HOW TO COMPLETE THIS TASK
Count every line of the data that includes "build". State only the number.
:: AVAILABLE DATA
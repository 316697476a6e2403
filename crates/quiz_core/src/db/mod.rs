//! SQLite storage for quizzes, results and sessions.
//!
//! # Invariants
//! - Callers only ever see connections whose schema is at
//!   [`migrations::latest_version`].

use rusqlite::{Connection, OptionalExtension};
use std::error::Error;
use std::fmt::{Display, Formatter};

pub mod migrations;
mod open;

pub use open::{open_db, open_db_in_memory};

pub type DbResult<T> = Result<T, DbError>;

/// Storage bootstrap error.
#[derive(Debug)]
pub enum DbError {
    Sqlite(rusqlite::Error),
    /// The file was written by a newer build.
    UnsupportedSchemaVersion {
        db_version: u32,
        latest_supported: u32,
    },
    /// A schema step failed; the schema stays at the previous version.
    Migration {
        version: u32,
        name: &'static str,
        source: rusqlite::Error,
    },
}

impl Display for DbError {
    fn fmt(&self, f: &mut Formatter<'_>) -> std::fmt::Result {
        match self {
            Self::Sqlite(err) => write!(f, "{err}"),
            Self::UnsupportedSchemaVersion {
                db_version,
                latest_supported,
            } => write!(
                f,
                "quiz database is at schema {db_version}, this build supports up to {latest_supported}"
            ),
            Self::Migration {
                version,
                name,
                source,
            } => write!(f, "schema step {version} ({name}) failed: {source}"),
        }
    }
}

impl Error for DbError {
    fn source(&self) -> Option<&(dyn Error + 'static)> {
        match self {
            Self::Sqlite(err) | Self::Migration { source: err, .. } => Some(err),
            Self::UnsupportedSchemaVersion { .. } => None,
        }
    }
}

impl From<rusqlite::Error> for DbError {
    fn from(value: rusqlite::Error) -> Self {
        Self::Sqlite(value)
    }
}

/// Whether `table` is present in the schema.
pub fn table_exists(conn: &Connection, table: &str) -> DbResult<bool> {
    let found: Option<String> = conn
        .query_row(
            "SELECT name FROM sqlite_master WHERE type = 'table' AND name = ?1;",
            [table],
            |row| row.get(0),
        )
        .optional()?;
    Ok(found.is_some())
}

/// `?, ?, ?` for an `IN (...)` list of `count` ids.
pub(crate) fn in_placeholders(count: usize) -> String {
    vec!["?"; count].join(", ")
}

pub(crate) fn bool_to_int(value: bool) -> i64 {
    i64::from(value)
}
::::
TASK SOLUTION
2